A sandy is a classic, crispy, pecan butter cookie. This version is totally sugar-free, gluten-free, and, thus, guilt free.
- 2 cups (8 oz./ 227g) pecan flour (i.e. ground pecan meal)
- 1 cup (3.25 oz./ 92g) chopped pecans
- 1 cup of Stevia in the Raw or Splenda
- ½ tsp. baking soda
- ¼ tsp. salt
- ¾ cup (6 oz./ 170g) butter, melted (or your favorite butter substitute such as Smart Balance)
- 1 large egg
- 1Tbsp. vanilla extract
- Preheat the Oven to 350 degrees Fahrenheit/ 177 degrees Celsius.
- Prepare two 13″ by 18″ sheet pans by covering the surface with baking parchment or a silicon baking pad.

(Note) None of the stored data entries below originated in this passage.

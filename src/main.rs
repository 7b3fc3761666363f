// Copyright (c) 2024-2026 Martin Schröder <info@swedishembedded.com>
//
// SPDX-License-Identifier: MIT
mod cli;

use anyhow::Context;
use clap::Parser;
use tracing_subscriber::{filter::EnvFilter, fmt, prelude::*};

use cli::{Cli, Commands};
use mist_node::{Node, NodeConfig};

#[tokio::main]
async fn main() -> anyhow::Result<()> {
    let cli = Cli::parse();
    init_logging(cli.verbose);

    let mut config = mist_node::config::load(cli.config.as_deref())?;
    if let Some(port) = cli.port {
        config.p2p_port = port;
    }
    if let Some(dir) = &cli.data_dir {
        config.data_dir = dir.clone();
    }

    match &cli.command {
        Some(Commands::ShowConfig) => {
            println!("{}", serde_yaml::to_string(&config).unwrap_or_default());
            Ok(())
        }
        Some(Commands::RouteId {
            sender_id,
            receiver_id,
        }) => {
            println!("forward:  {}", mist_crypto::route_id(sender_id, receiver_id));
            println!("backward: {}", mist_crypto::route_id(receiver_id, sender_id));
            Ok(())
        }
        None => run_daemon(config).await,
    }
}

async fn run_daemon(config: NodeConfig) -> anyhow::Result<()> {
    let node = Node::start(config).await.context("starting daemon")?;
    tracing::info!(port = node.port(), "mist daemon running, ctrl-c to stop");
    tokio::signal::ctrl_c()
        .await
        .context("waiting for shutdown signal")?;
    node.shutdown().await;
    Ok(())
}

fn init_logging(verbose: bool) {
    let filter = if verbose {
        EnvFilter::new("debug")
    } else {
        EnvFilter::try_from_default_env().unwrap_or_else(|_| EnvFilter::new("info"))
    };
    tracing_subscriber::registry()
        .with(fmt::layer().with_writer(std::io::stderr))
        .with(filter)
        .init();
}
// ── Unit tests ────────────────────────────────────────────────────────────────

#[cfg(test)]
mod tests {
    use super::*;

    const TTL: Duration = Duration::from_secs(1800);

    fn store() -> (tempfile::TempDir, SystemStore) {
        let dir = tempfile::tempdir().unwrap();
        let s = SystemStore::open(&dir.path().join("system.db")).unwrap();
        (dir, s)
    }

    #[test]
    fn packet_seen_only_once() {
        let (_d, s) = store();
        assert!(s.mark_packet_seen("pkt-1").unwrap());
        assert!(!s.mark_packet_seen("pkt-1").unwrap());
        assert!(s.mark_packet_seen("pkt-2").unwrap());
    }

    #[test]
    fn seen_at_is_recorded() {
        let (_d, s) = store();
        assert!(s.packet_seen_at("nope").unwrap().is_none());
        s.mark_packet_seen("pkt").unwrap();
        assert!(s.packet_seen_at("pkt").unwrap().is_some());
    }

    #[test]
    fn local_route_survives_remote_insert() {
        let (_d, s) = store();
        s.add_route("r1", LOCAL_HOP, 0, true, Some("alice"), TTL).unwrap();
        s.add_route("r1", LOCAL_HOP, 5, false, None, TTL).unwrap();
        let best = s.best_route("r1").unwrap().unwrap();
        assert!(best.is_local);
        assert_eq!(best.metric, 0);
        assert_eq!(best.remote_user_id.as_deref(), Some("alice"));
    }

    #[test]
    fn best_route_prefers_lower_metric() {
        let (_d, s) = store();
        s.add_route("r1", "hop-far", 4, false, None, TTL).unwrap();
        s.add_route("r1", "hop-near", 1, false, None, TTL).unwrap();
        assert_eq!(s.best_route("r1").unwrap().unwrap().next_hop_id, "hop-near");
    }

    #[test]
    fn metric_tie_prefers_fresher_row() {
        let (_d, s) = store();
        s.add_route("r1", "hop-old", 2, false, None, TTL).unwrap();
        s.add_route("r1", "hop-new", 2, false, None, TTL).unwrap();
        assert_eq!(s.best_route("r1").unwrap().unwrap().next_hop_id, "hop-new");
    }

    #[test]
    fn expired_route_is_invisible() {
        let (_d, s) = store();
        s.add_route("r1", "hop", 1, false, None, Duration::ZERO).unwrap();
        assert!(s.best_route("r1").unwrap().is_none());
        assert!(s.routes_for("r1").unwrap().is_empty());
    }

    #[test]
    fn routes_for_orders_all_alternatives() {
        let (_d, s) = store();
        s.add_route("r1", "b", 3, false, None, TTL).unwrap();
        s.add_route("r1", "a", 1, false, None, TTL).unwrap();
        s.add_route("r1", "c", 2, false, None, TTL).unwrap();
        let hops: Vec<_> = s
            .routes_for("r1")
            .unwrap()
            .into_iter()
            .map(|r| r.next_hop_id)
            .collect();
        assert_eq!(hops, vec!["a", "c", "b"]);
    }

    #[test]
    fn outbox_is_fifo() {
        let (_d, s) = store();
        s.enqueue("p1", None, "{}", None).unwrap();
        s.enqueue("p2", Some("hop"), "{}", None).unwrap();
        s.enqueue("p3", None, "{}", Some("peer")).unwrap();
        let head = s.outbox_head(2).unwrap();
        assert_eq!(head.len(), 2);
        assert_eq!(head[0].packet_id, "p1");
        assert_eq!(head[1].packet_id, "p2");
        s.delete_outbox(head[0].id).unwrap();
        assert_eq!(s.outbox_head(5).unwrap()[0].packet_id, "p2");
    }

    #[test]
    fn outbox_count_by_packet() {
        let (_d, s) = store();
        s.enqueue("p1", None, "{}", None).unwrap();
        s.enqueue("p1", Some("x"), "{}", None).unwrap();
        assert_eq!(s.outbox_count("p1").unwrap(), 2);
        assert_eq!(s.outbox_count("p2").unwrap(), 0);
    }

    #[test]
    fn mailbox_fetch_clears() {
        let (_d, s) = store();
        s.save_to_mailbox("bob", "{\"a\":1}").unwrap();
        s.save_to_mailbox("bob", "{\"b\":2}").unwrap();
        s.save_to_mailbox("carol", "{\"c\":3}").unwrap();
        let got = s.fetch_mailbox("bob").unwrap();
        assert_eq!(got.len(), 2);
        assert!(s.fetch_mailbox("bob").unwrap().is_empty());
        assert_eq!(s.mailbox_len("carol").unwrap(), 1);
    }

    #[test]
    fn local_user_registry() {
        let (_d, s) = store();
        assert!(!s.is_local_user("alice").unwrap());
        s.register_local_user("alice").unwrap();
        s.register_local_user("alice").unwrap();
        assert!(s.is_local_user("alice").unwrap());
        assert_eq!(s.local_users().unwrap(), vec!["alice".to_string()]);
    }

    #[test]
    fn neighbor_upsert_refreshes() {
        let (_d, s) = store();
        s.upsert_neighbor("peer", "10.0.0.2:9000").unwrap();
        s.upsert_neighbor("peer", "incoming").unwrap();
        let n = s.neighbors().unwrap();
        assert_eq!(n.len(), 1);
        assert_eq!(n[0].address, "incoming");
    }
}
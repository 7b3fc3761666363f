//! Overlay-engine behavior against real stores: route learning, probe
//! authentication, the response cycle, data forwarding and the offline
//! mailbox. Links are faked with in-memory handles; no sockets here.

use std::sync::{Arc, OnceLock};

use tokio::sync::mpsc;

use mist_crypto::{route_id, target_hash, Identity};
use mist_overlay::{
    ActiveUser, Envelope, LinkHandle, Links, OverlayConfig, OverlayEngine, Packet, PacketKind,
    DEFAULT_PACKET_SIZE,
};
use mist_store::{SystemStore, UserStore, LOCAL_HOP};

// Identity derivation is deliberately expensive; derive each test user
// once per process.
static ALICE: OnceLock<Identity> = OnceLock::new();
static BOB: OnceLock<Identity> = OnceLock::new();

fn alice() -> Identity {
    ALICE
        .get_or_init(|| Identity::derive("alice", "1").expect("derive"))
        .clone()
}

fn bob() -> Identity {
    BOB.get_or_init(|| Identity::derive("bob", "1").expect("derive"))
        .clone()
}

struct TestNode {
    dir: tempfile::TempDir,
    system: Arc<SystemStore>,
    links: Links,
    engine: OverlayEngine,
}

fn node() -> TestNode {
    let dir = tempfile::tempdir().expect("tempdir");
    let system = Arc::new(SystemStore::open(&dir.path().join("system.db")).expect("open"));
    let links = Links::default();
    let engine = OverlayEngine::new(Arc::clone(&system), links.clone(), OverlayConfig::default());
    TestNode {
        dir,
        system,
        links,
        engine,
    }
}

impl TestNode {
    fn login(&self, identity: Identity) {
        let path = self
            .dir
            .path()
            .join(format!("user_{}.db", identity.user_id()));
        let store = UserStore::open(&path).expect("user store");
        self.engine.set_active_user(ActiveUser { identity, store });
    }

    /// Fabricate a connected neighbor; the receiver is returned so the
    /// channel stays open.
    fn fake_link(&self, peer_id: &str) -> mpsc::Receiver<String> {
        let (tx, rx) = mpsc::channel(16);
        self.links.insert(LinkHandle::new(peer_id, tx));
        rx
    }

    fn feed(&self, payload: &str, from_peer: &str) {
        let frame = Envelope::real(payload, DEFAULT_PACKET_SIZE).expect("frame");
        self.engine.process_frame(frame.as_bytes(), from_peer);
    }

    fn outbox_payloads(&self) -> Vec<String> {
        self.system
            .outbox_all()
            .expect("outbox")
            .into_iter()
            .map(|row| row.packet_json)
            .collect()
    }

    fn clear_outbox(&self) {
        for row in self.system.outbox_all().expect("outbox") {
            self.system.delete_outbox(row.id).expect("delete");
        }
    }
}

/// Originate a probe from a fresh sender node and return its JSON.
fn probe_from(sender: &TestNode, target_id: &str, text: &str) -> String {
    let user = sender.engine.active().expect("active user");
    let outcome = sender
        .engine
        .originate(&user, target_id, text)
        .expect("originate");
    assert_eq!(outcome.kind, PacketKind::Probe);
    let payloads = sender.outbox_payloads();
    payloads.last().expect("probe queued").clone()
}

// ── PROBE relaying ────────────────────────────────────────────────────────────

#[test]
fn probe_installs_reverse_route_and_floods_on() {
    let a = node();
    a.login(alice());
    let probe_json = probe_from(&a, bob().user_id(), "hi");

    let relay = node();
    relay.feed(&probe_json, "peer-a");

    let rev = route_id(bob().user_id(), alice().user_id());
    let installed = relay.system.best_route(&rev).expect("query").expect("route");
    assert_eq!(installed.next_hop_id, "peer-a");
    assert_eq!(installed.metric, 1);
    assert!(!installed.is_local);

    let out = relay.system.outbox_all().expect("outbox");
    assert_eq!(out.len(), 1);
    assert_eq!(out[0].next_hop_id, None, "relay must flood");
    assert_eq!(out[0].exclude_peer.as_deref(), Some("peer-a"));
    let Packet::Probe(fwd) = serde_json::from_str(&out[0].packet_json).expect("parse") else {
        panic!("expected a probe");
    };
    assert_eq!(fwd.ttl, 19, "ttl decremented on relay");
    assert_eq!(fwd.metric, 1, "metric incremented on relay");
}

#[test]
fn probe_with_one_hop_left_is_not_relayed() {
    let a = node();
    a.login(alice());
    let probe_json = probe_from(&a, bob().user_id(), "hi");
    let Packet::Probe(mut probe) = serde_json::from_str(&probe_json).expect("parse") else {
        panic!("expected a probe");
    };
    probe.ttl = 1;
    let payload = Packet::Probe(probe).to_json().expect("json");

    let relay = node();
    relay.feed(&payload, "peer-a");

    // The reverse route is still learned, but nothing is forwarded.
    let rev = route_id(bob().user_id(), alice().user_id());
    assert!(relay.system.best_route(&rev).expect("query").is_some());
    assert!(relay.outbox_payloads().is_empty());
}

#[test]
fn duplicate_probe_is_relayed_only_once() {
    let a = node();
    a.login(alice());
    let probe_json = probe_from(&a, bob().user_id(), "hi");

    let relay = node();
    relay.feed(&probe_json, "peer-a");
    relay.feed(&probe_json, "peer-b");

    assert_eq!(relay.outbox_payloads().len(), 1);
}

// ── PROBE terminating at the target ──────────────────────────────────────────

#[test]
fn probe_reaching_target_installs_delivers_and_responds() {
    let a = node();
    a.login(alice());
    let b = node();
    b.login(bob());
    let alice_id = alice().user_id().to_string();
    let bob_id = bob().user_id().to_string();

    let probe_json = probe_from(&a, &bob_id, "hi");
    b.feed(&probe_json, "peer-a");

    // Forward channel now terminates at bob.
    let fwd = b
        .system
        .best_route(&route_id(&alice_id, &bob_id))
        .expect("query")
        .expect("route");
    assert!(fwd.is_local);
    assert_eq!(fwd.remote_user_id.as_deref(), Some(alice_id.as_str()));

    // The riding message was decrypted and stored.
    let user = b.engine.active().expect("active");
    let history = user.store.history(&alice_id).expect("history");
    assert_eq!(history.len(), 1);
    assert_eq!(
        user.identity.vault_decrypt(&history[0].content).expect("vault"),
        "hi"
    );
    assert!(!history[0].is_outgoing);

    // A response probe aimed back at alice is queued as a flood, and bob
    // pre-terminated his own outgoing channel.
    let out = b.outbox_payloads();
    assert_eq!(out.len(), 1);
    let Packet::Probe(resp) = serde_json::from_str(&out[0]).expect("parse") else {
        panic!("expected a probe");
    };
    assert_eq!(resp.target_hash, target_hash(&alice_id));
    assert!(b
        .system
        .best_route(&route_id(&bob_id, &alice_id))
        .expect("query")
        .expect("route")
        .is_local);
}

#[test]
fn response_cycle_terminates_at_the_origin_side() {
    let a = node();
    a.login(alice());
    let b = node();
    b.login(bob());
    let alice_id = alice().user_id().to_string();
    let bob_id = bob().user_id().to_string();

    // Full cycle: probe → response → counter-response, then silence.
    let probe_json = probe_from(&a, &bob_id, "hi");
    b.feed(&probe_json, "peer-a");
    let response = b.outbox_payloads().pop().expect("response probe");

    a.clear_outbox();
    a.feed(&response, "peer-b");

    // Alice got the handshake greeting.
    let user = a.engine.active().expect("active");
    let history = user.store.history(&bob_id).expect("history");
    assert_eq!(history.len(), 1);

    // Her reverse channel was already local, so her counter-response is
    // the last probe of the conversation: bob answers it with nothing.
    let counter = a.outbox_payloads().pop().expect("counter response");
    b.clear_outbox();
    b.feed(&counter, "peer-a");
    assert!(b.outbox_payloads().is_empty(), "cycle must not continue");

    // And from here on the origin emits DATA, not probes.
    let outcome = a
        .engine
        .originate(&a.engine.active().expect("active"), &bob_id, "hi2")
        .expect("send");
    assert_eq!(outcome.kind, PacketKind::Data);
}

#[test]
fn probe_with_forged_signature_is_dropped() {
    let a = node();
    a.login(alice());
    let b = node();
    b.login(bob());
    let bob_id = bob().user_id().to_string();

    let probe_json = probe_from(&a, &bob_id, "hi");
    let Packet::Probe(mut probe) = serde_json::from_str(&probe_json).expect("parse") else {
        panic!("expected a probe");
    };
    // Re-sign with the wrong key.
    probe.sig = bob().sign("not the claim");
    b.feed(&Packet::Probe(probe).to_json().expect("json"), "peer-a");

    let user = b.engine.active().expect("active");
    assert!(user
        .store
        .history(alice().user_id())
        .expect("history")
        .is_empty());
    assert!(b.outbox_payloads().is_empty(), "no response for forgeries");
}

// ── DATA forwarding ───────────────────────────────────────────────────────────

fn data_packet(from: &Identity, to: &Identity, text: &str) -> (String, String) {
    let sender = node();
    sender.login(from.clone());
    // Force the DATA branch with a live-looking remote route.
    let fwd = route_id(from.user_id(), to.user_id());
    sender
        .system
        .add_route(&fwd, "hop", 1, false, None, std::time::Duration::from_secs(60))
        .expect("route");
    let user = sender.engine.active().expect("active");
    let outcome = sender.engine.originate(&user, to.user_id(), text).expect("send");
    assert_eq!(outcome.kind, PacketKind::Data);
    let payload = sender.outbox_payloads().pop().expect("data queued");
    (payload, outcome.packet_id)
}

#[test]
fn data_is_forwarded_to_the_live_next_hop() {
    let (payload, packet_id) = data_packet(&alice(), &bob(), "msg");
    let relay = node();
    let _rx = relay.fake_link("peer-c");
    let fwd = route_id(alice().user_id(), bob().user_id());
    relay
        .system
        .add_route(&fwd, "peer-c", 1, false, None, std::time::Duration::from_secs(60))
        .expect("route");

    relay.feed(&payload, "peer-b");

    let out = relay.system.outbox_all().expect("outbox");
    assert_eq!(out.len(), 1);
    assert_eq!(out[0].packet_id, packet_id);
    assert_eq!(out[0].next_hop_id.as_deref(), Some("peer-c"));
    assert_eq!(out[0].exclude_peer.as_deref(), Some("peer-b"));
    let Packet::Data(fwded) = serde_json::from_str(&out[0].packet_json).expect("parse") else {
        panic!("expected data");
    };
    assert_eq!(fwded.ttl, 19);
}

#[test]
fn data_falls_through_to_an_alternative_hop() {
    let (payload, _) = data_packet(&alice(), &bob(), "msg");
    let relay = node();
    let _rx = relay.fake_link("peer-live");
    let fwd = route_id(alice().user_id(), bob().user_id());
    let ttl = std::time::Duration::from_secs(60);
    // Better metric, but that neighbor is gone.
    relay.system.add_route(&fwd, "peer-dead", 1, false, None, ttl).expect("route");
    relay.system.add_route(&fwd, "peer-live", 3, false, None, ttl).expect("route");

    relay.feed(&payload, "peer-b");

    let out = relay.system.outbox_all().expect("outbox");
    assert_eq!(out.len(), 1);
    assert_eq!(out[0].next_hop_id.as_deref(), Some("peer-live"));
}

#[test]
fn data_without_any_live_route_is_dropped() {
    let (payload, _) = data_packet(&alice(), &bob(), "msg");
    let relay = node();
    let fwd = route_id(alice().user_id(), bob().user_id());
    // Only an expired row.
    relay
        .system
        .add_route(&fwd, "hop", 1, false, None, std::time::Duration::ZERO)
        .expect("route");

    relay.feed(&payload, "peer-b");

    assert!(relay.outbox_payloads().is_empty());
    assert_eq!(relay.system.mailbox_len(bob().user_id()).expect("len"), 0);
}

#[test]
fn duplicate_data_is_processed_once() {
    let (payload, _) = data_packet(&alice(), &bob(), "msg");
    let relay = node();
    let _rx = relay.fake_link("peer-c");
    let fwd = route_id(alice().user_id(), bob().user_id());
    relay
        .system
        .add_route(&fwd, "peer-c", 1, false, None, std::time::Duration::from_secs(60))
        .expect("route");

    relay.feed(&payload, "peer-b");
    relay.feed(&payload, "peer-b");

    assert_eq!(relay.system.outbox_all().expect("outbox").len(), 1);
}

// ── Offline mailbox ───────────────────────────────────────────────────────────

#[test]
fn data_for_registered_offline_user_is_parked_and_replayed() {
    let (payload, _) = data_packet(&alice(), &bob(), "while you were out");
    let alice_id = alice().user_id().to_string();
    let bob_id = bob().user_id().to_string();

    let n = node();
    n.system.register_local_user(&bob_id).expect("register");
    // The LOCAL row a previous login installed for this channel.
    n.system
        .add_route(
            &route_id(&alice_id, &bob_id),
            LOCAL_HOP,
            0,
            true,
            Some(&alice_id),
            std::time::Duration::from_secs(1800),
        )
        .expect("route");

    // Nobody logged in: the packet is parked, not delivered.
    n.feed(&payload, "peer-a");
    assert_eq!(n.system.mailbox_len(&bob_id).expect("len"), 1);

    // Bob logs in and the mailbox drains through local delivery.
    n.login(bob());
    let user = n.engine.active().expect("active");
    for parked in n.system.fetch_mailbox(&bob_id).expect("fetch") {
        n.engine
            .deliver_from_mailbox(&user, &parked)
            .expect("deliver");
    }
    assert_eq!(n.system.mailbox_len(&bob_id).expect("len"), 0);

    let history = user.store.history(&alice_id).expect("history");
    assert_eq!(history.len(), 1);
    assert_eq!(
        user.identity.vault_decrypt(&history[0].content).expect("vault"),
        "while you were out"
    );
}

// ── Frame handling ────────────────────────────────────────────────────────────

#[test]
fn dummy_frames_touch_nothing() {
    let n = node();
    let frame = Envelope::dummy(DEFAULT_PACKET_SIZE).expect("dummy");
    n.engine.process_frame(frame.as_bytes(), "peer-a");
    assert!(n.outbox_payloads().is_empty());
    assert!(n.system.live_routes().expect("routes").is_empty());
}

#[test]
fn unknown_packet_types_are_dropped_silently() {
    let n = node();
    n.feed(r#"{"type":"GOSSIP","id":"x","blob":"y"}"#, "peer-a");
    assert!(n.outbox_payloads().is_empty());
}

#[test]
fn garbage_frames_are_dropped() {
    let n = node();
    n.engine.process_frame(b"not json at all", "peer-a");
    n.engine.process_frame(&[0xff, 0xfe, 0x00], "peer-a");
    assert!(n.outbox_payloads().is_empty());
}
// Copyright (c) 2024-2026 Martin Schröder <info@swedishembedded.com>
//
// SPDX-License-Identifier: MIT
//!
//! Node configuration: YAML file, environment overrides, safe defaults.
//!
//! Search order (later overrides earlier):
//! 1. built-in defaults
//! 2. `~/.config/mist/config.yaml`
//! 3. `./mist.yaml` (workspace-local)
//! 4. path given to [`load`] explicitly
//! 5. environment variables (`P2P_PORT`, `TACT_INTERVAL`, `PACKET_SIZE`,
//!    `ROUTE_TTL`, `MAX_MESSAGE_AGE`, `TTL_INITIAL`, `OUTBOX_DRAIN_LIMIT`,
//!    `MIST_DATA_DIR`)
//!
//! # Example full config
//! ```yaml
//! p2p_port: 9000
//! tact_interval: 1.5
//! packet_size: 4096
//! route_ttl: 1800
//! max_message_age: 300
//! ttl_initial: 20
//! outbox_drain_limit: 5
//! data_dir: "/var/lib/mist"
//! ```

use std::{
    path::{Path, PathBuf},
    time::Duration,
};

use anyhow::Context;
use serde::{Deserialize, Serialize};
use tracing::{debug, warn};

fn default_port() -> u16 {
    9000
}
fn default_tact_interval() -> f64 {
    1.5
}
fn default_packet_size() -> usize {
    4096
}
fn default_route_ttl() -> u64 {
    1800
}
fn default_max_message_age() -> u64 {
    300
}
fn default_ttl_initial() -> i64 {
    20
}
fn default_drain_limit() -> usize {
    5
}
fn default_data_dir() -> PathBuf {
    dirs::data_dir()
        .map(|d| d.join("mist"))
        .unwrap_or_else(|| PathBuf::from("mist-data"))
}

#[derive(Debug, Clone, Serialize, Deserialize)]
pub struct NodeConfig {
    /// TCP port the link listener binds. `0` lets the OS pick one.
    #[serde(default = "default_port")]
    pub p2p_port: u16,

    /// Seconds between tact ticks — the cadence of every link.
    #[serde(default = "default_tact_interval")]
    pub tact_interval: f64,

    /// Exact size in bytes of every wire frame.
    #[serde(default = "default_packet_size")]
    pub packet_size: usize,

    /// Seconds a routing row stays valid.
    #[serde(default = "default_route_ttl")]
    pub route_ttl: u64,

    /// Freshness window for end-to-end content, in seconds.
    #[serde(default = "default_max_message_age")]
    pub max_message_age: u64,

    /// Hop allowance given to new packets.
    #[serde(default = "default_ttl_initial")]
    pub ttl_initial: i64,

    /// Outbox rows drained per tick.
    #[serde(default = "default_drain_limit")]
    pub outbox_drain_limit: usize,

    /// Where the system store and per-user stores live.
    #[serde(default = "default_data_dir")]
    pub data_dir: PathBuf,
}

impl Default for NodeConfig {
    fn default() -> Self {
        Self {
            p2p_port: default_port(),
            tact_interval: default_tact_interval(),
            packet_size: default_packet_size(),
            route_ttl: default_route_ttl(),
            max_message_age: default_max_message_age(),
            ttl_initial: default_ttl_initial(),
            outbox_drain_limit: default_drain_limit(),
            data_dir: default_data_dir(),
        }
    }
}

impl NodeConfig {
    pub fn tact_interval(&self) -> Duration {
        Duration::from_secs_f64(self.tact_interval.max(0.1))
    }

    pub fn route_ttl(&self) -> Duration {
        Duration::from_secs(self.route_ttl)
    }

    pub fn max_message_age(&self) -> Duration {
        Duration::from_secs(self.max_message_age)
    }
}

fn config_search_paths() -> Vec<PathBuf> {
    let mut paths = Vec::new();
    if let Some(home) = dirs::home_dir() {
        paths.push(home.join(".config/mist/config.yaml"));
    }
    paths.push(PathBuf::from("mist.yaml"));
    paths
}

/// Load configuration layers and apply environment overrides.
pub fn load(extra: Option<&Path>) -> anyhow::Result<NodeConfig> {
    let mut config = NodeConfig::default();

    let mut paths = config_search_paths();
    if let Some(p) = extra {
        paths.push(p.to_path_buf());
    }
    for path in &paths {
        if path.is_file() {
            debug!(path = %path.display(), "loading config layer");
            let text = std::fs::read_to_string(path)
                .with_context(|| format!("reading {}", path.display()))?;
            config = serde_yaml::from_str(&text)
                .with_context(|| format!("parsing {}", path.display()))?;
        }
    }

    apply_env(&mut config);
    Ok(config)
}

fn apply_env(config: &mut NodeConfig) {
    env_parse("P2P_PORT", &mut config.p2p_port);
    env_parse("TACT_INTERVAL", &mut config.tact_interval);
    env_parse("PACKET_SIZE", &mut config.packet_size);
    env_parse("ROUTE_TTL", &mut config.route_ttl);
    env_parse("MAX_MESSAGE_AGE", &mut config.max_message_age);
    env_parse("TTL_INITIAL", &mut config.ttl_initial);
    env_parse("OUTBOX_DRAIN_LIMIT", &mut config.outbox_drain_limit);
    if let Ok(dir) = std::env::var("MIST_DATA_DIR") {
        config.data_dir = PathBuf::from(dir);
    }
}

fn env_parse<T: std::str::FromStr>(name: &str, slot: &mut T) {
    if let Ok(raw) = std::env::var(name) {
        match raw.parse() {
            Ok(value) => *slot = value,
            Err(_) => warn!(var = name, value = %raw, "ignoring unparseable override"),
        }
    }
}

// ── Unit tests ────────────────────────────────────────────────────────────────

- Lightly mist the surface with vegetable spray oil.
- In a bowl, whisk together all the dry ingredients, including the chopped pecans.
- In a separate bowl, whisk all the liquid ingredients.
- Add all the dry ingredients to the liquid and mix with a large spoon (or with the paddle attachment on medium low speed in an electric mixer) and continue to mix for 1 to 2 minutes, or until all the ingredients are thoroughly combined to make a thick batter.
- Drop one heaping teaspoon of dough onto the prepared cookie sheet and then repeat to make 12 evenly spaced cookies.
- Place the pan on the center shelf of the preheated oven and bake for 9 minutes.
- Rotate the pan and bake for an additional 9 minutes, or until the cookies are set and golden brown.
- Remove the pan from the oven and transfer the cookies to a cooling rack.
- Cool for at least 10 minutes before serving.
- While the cookies are baking, prepare the second pan or put the remaining dough in the refrigerator to be used later.